コンディショニングチームスタッフはこう証言する。
「普通、リハビリには波がある。状態が上がる時もあれば、必ず落ちる時もある。しかし、藤原は落ちる期間がなかった。右肩上がりに状態が戻っていった。そしてほぼ筋肉量を維持していた。本人の努力もあるけど、すごい。予定よりも早くグラウンドに戻ってきた」
怪我を経験して得たもの
下半身が動かせない分、上半身をしっかりと鍛えた。体幹を意識したバランストレーニングなど新しい事にも取り組んだ。ストレッチなど身体のケアにしっかり時間をかけるようにもなった。
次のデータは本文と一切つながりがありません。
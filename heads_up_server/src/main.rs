use heads_up_server::api::{AppState, create_router};
use heads_up_server::config::ServerConfig;
use heads_up_server::{logging, spawn_idle_reaper};
use tracing::info;

#[tokio::main]
async fn main() -> anyhow::Result<()> {
    // 载入 .env 文件（如果存在）
    let _ = dotenvy::dotenv();
    logging::init();

    let config = ServerConfig::from_env()?;
    match &config.snapshot_dir {
        Some(dir) => info!("快照保存在 {}", dir.display()),
        None => info!("未设置 SNAPSHOT_DIR，快照只保存在内存中"),
    }

    let state = AppState::from_config(config.clone());
    spawn_idle_reaper(state.broadcaster.clone(), config.keepalive, config.idle_timeout);

    let app = create_router(state);

    let listener = tokio::net::TcpListener::bind(config.bind).await?;
    info!("服务器正在监听 {}", config.bind);
    axum::serve(listener, app).await?;
    Ok(())
}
怪我をしないにこしたことはないが、逆境を経験した分、得るものは大きかった。
「朝からの練習の流れを確立できているのは大きい。アップから試合まで。そして試合後。毎日、一緒の事をやっている」と藤原。
プレーボールまでを逆算し全体練習より前にストレッチや体幹などを合わせて1時間ほど、身体を動かし、試合後も週に3回はウェートトレーニング。ホームゲームでは打撃で結果が出た時も、ダメだった時も必ず室内練習場に向かい、バットを振る。この日々の積み重ねが結果につながっている。本人も「しっかりと毎日、同じ準備をすることでうまく試合に入れるようになった」と手ごたえを口にする。